Some pages and meetings were excluded from the data and/or the data collection process. First, all meetups that took place only virtually were skipped. In the observation period, only a small number of editathons have taken place online (this rapidly changed after the outbreak of the Coronavirus pandemic). Next, portalsFootnote 11 were not checked for meetups unless they are covering regional entities (portals about cities or regions). Portals are somewhat similar to WikiProjects and task forces but are directed towards readers instead of editors. Portals provide well-maintained introductory landing pages into the encyclopaedia; they provide an overview of the most important articles in a certain topic area. As these are thus not places where authors are gathering, it was not expected that any meetings are organised in the context of portals.
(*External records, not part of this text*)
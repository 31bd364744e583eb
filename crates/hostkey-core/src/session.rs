//! Sessions and the session registry.
//!
//! A session is a serialized handle into one token's object list and the
//! scope of at most one in-progress cryptographic operation. The protocol
//! state machine lives here; its legality rules are enforced by the bridge
//! entry points.

use std::sync::Arc;

use cryptoki_sys::{CK_OBJECT_HANDLE, CK_SESSION_HANDLE, CK_SLOT_ID};
use parking_lot::{Mutex, MutexGuard};

use crate::attribute::TemplateAttribute;
use crate::digest::DigestContext;
use crate::error::{BridgeError, BridgeResult};
use crate::host::{HashAlg, HostAlgorithm, HostKey};
use crate::object::Object;
use crate::token::Token;

/// Per-session operation state. One pending operation per session; the
/// update states exist only for sign/verify, which are the operations with
/// multi-part support.
#[derive(Debug, Clone, Copy, PartialEq, Eq, Default)]
pub enum OpState {
    #[default]
    None,
    EncryptInit,
    DecryptInit,
    SignInit,
    SignUpdate,
    VerifyInit,
    VerifyUpdate,
}

/// Mutable per-session state, guarded by the session mutex.
#[derive(Default)]
pub struct SessionOp {
    pub state: OpState,
    /// Deep copy of the current search template; `None` outside a
    /// find-init/find-final window.
    pub search_template: Option<Vec<TemplateAttribute>>,
    /// Cursor into the session's object list. Survives find-final so the
    /// namespace stays stable across searches.
    pub search_cursor: usize,
    /// Key handle for the in-progress operation; the clone holds the host
    /// key alive for the duration.
    pub key: Option<Arc<dyn HostKey>>,
    /// Expected output size in bytes; zero when unknown.
    pub out_size: usize,
    /// Single-shot algorithm for the operation.
    pub alg: Option<HostAlgorithm>,
    /// Digest-taking variant, present when the mechanism supports
    /// multi-part operation.
    pub digest_alg: Option<HostAlgorithm>,
    pub hash: Option<HashAlg>,
    /// Running digest while in an update state. Dropping it discards the
    /// partial digest, which is all session teardown needs.
    pub digest: Option<DigestContext>,
}

impl SessionOp {
    /// Clear the operation and drop the held key reference.
    pub fn reset(&mut self) {
        self.state = OpState::None;
        self.key = None;
        self.out_size = 0;
        self.alg = None;
        self.digest_alg = None;
        self.hash = None;
        self.digest = None;
    }
}

pub struct Session {
    slot_id: CK_SLOT_ID,
    /// The token backing this session; `None` for the certificate slot.
    token: Option<Arc<Token>>,
    /// Snapshot of the token's object list taken at open time.
    objects: Arc<Vec<Object>>,
    op: Mutex<SessionOp>,
}

impl Session {
    pub fn new(slot_id: CK_SLOT_ID, token: Option<Arc<Token>>, objects: Arc<Vec<Object>>) -> Self {
        Self { slot_id, token, objects, op: Mutex::new(SessionOp::default()) }
    }

    pub fn slot_id(&self) -> CK_SLOT_ID {
        self.slot_id
    }

    pub fn token(&self) -> Option<&Arc<Token>> {
        self.token.as_ref()
    }

    pub fn objects(&self) -> &[Object] {
        &self.objects
    }

    /// Resolve a 1-based object handle against the session's snapshot.
    pub fn object(&self, handle: CK_OBJECT_HANDLE) -> Option<&Object> {
        let index = (handle as usize).checked_sub(1)?;
        self.objects.get(index)
    }

    pub fn lock_op(&self) -> MutexGuard<'_, SessionOp> {
        self.op.lock()
    }
}

const SESSION_TABLE_GROWTH: usize = 5;

/// The session array. Handles are 1-based indices; freed entries are
/// reused lowest-first, and the array grows in increments of five.
#[derive(Default)]
pub struct SessionTable {
    entries: Vec<Option<Arc<Session>>>,
}

impl SessionTable {
    pub fn new() -> Self {
        Self::default()
    }

    pub fn allocate(&mut self, session: Arc<Session>) -> CK_SESSION_HANDLE {
        for (index, entry) in self.entries.iter_mut().enumerate() {
            if entry.is_none() {
                *entry = Some(session);
                return (index + 1) as CK_SESSION_HANDLE;
            }
        }
        let index = self.entries.len();
        self.entries.reserve(SESSION_TABLE_GROWTH);
        self.entries.push(Some(session));
        for _ in 1..SESSION_TABLE_GROWTH {
            self.entries.push(None);
        }
        (index + 1) as CK_SESSION_HANDLE
    }

    pub fn get(&self, handle: CK_SESSION_HANDLE) -> BridgeResult<Arc<Session>> {
        let index = (handle as usize)
            .checked_sub(1)
            .ok_or(BridgeError::SessionHandleInvalid(handle))?;
        self.entries
            .get(index)
            .and_then(Option::as_ref)
            .cloned()
            .ok_or(BridgeError::SessionHandleInvalid(handle))
    }

    pub fn take(&mut self, handle: CK_SESSION_HANDLE) -> BridgeResult<Arc<Session>> {
        let index = (handle as usize)
            .checked_sub(1)
            .ok_or(BridgeError::SessionHandleInvalid(handle))?;
        self.entries
            .get_mut(index)
            .and_then(Option::take)
            .ok_or(BridgeError::SessionHandleInvalid(handle))
    }

    /// Remove and return every session bound to the given slot.
    pub fn take_for_slot(&mut self, slot_id: CK_SLOT_ID) -> Vec<Arc<Session>> {
        let mut taken = Vec::new();
        for entry in &mut self.entries {
            if entry.as_ref().is_some_and(|session| session.slot_id() == slot_id) {
                if let Some(session) = entry.take() {
                    taken.push(session);
                }
            }
        }
        taken
    }

    /// Remove and return every open session, for library teardown.
    pub fn drain(&mut self) -> Vec<Arc<Session>> {
        self.entries.iter_mut().filter_map(Option::take).collect()
    }
}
This dataset is further restricted to meetings organised on the German-language version of Wikipedia. Some meetings which are also directed towards German-speaking Wikipedians are organised on other platforms maintained by Wikimedia, such as commonsFootnote 12 or meta.Footnote 13 However, anything that is not organised on the German-language Wikipedia was excluded from data collection.

In addition, very regular meetings taking place in community spaces were excluded from the dataset. Such community spaces exist in some cities in the German-speaking region and offer headquarters for staff members and engaged volunteers. They are places of often extraordinarily high Wikipedia activity: in some spaces, multiple meetings and open editing events per week take place. These meetings are often attended by the same very small, core group of editors. In many cases, the attendees stop recording their attendance. As these community spaces exhibit a very different dynamic to other meetups and as it was often impossible to reliably collect data on the attendees, the following very regular meetings were excluded from the dataset/data collection:

  • Berlin, Tempelufer bureau: exclusion of general open editing events, exclusion of open editing events for women.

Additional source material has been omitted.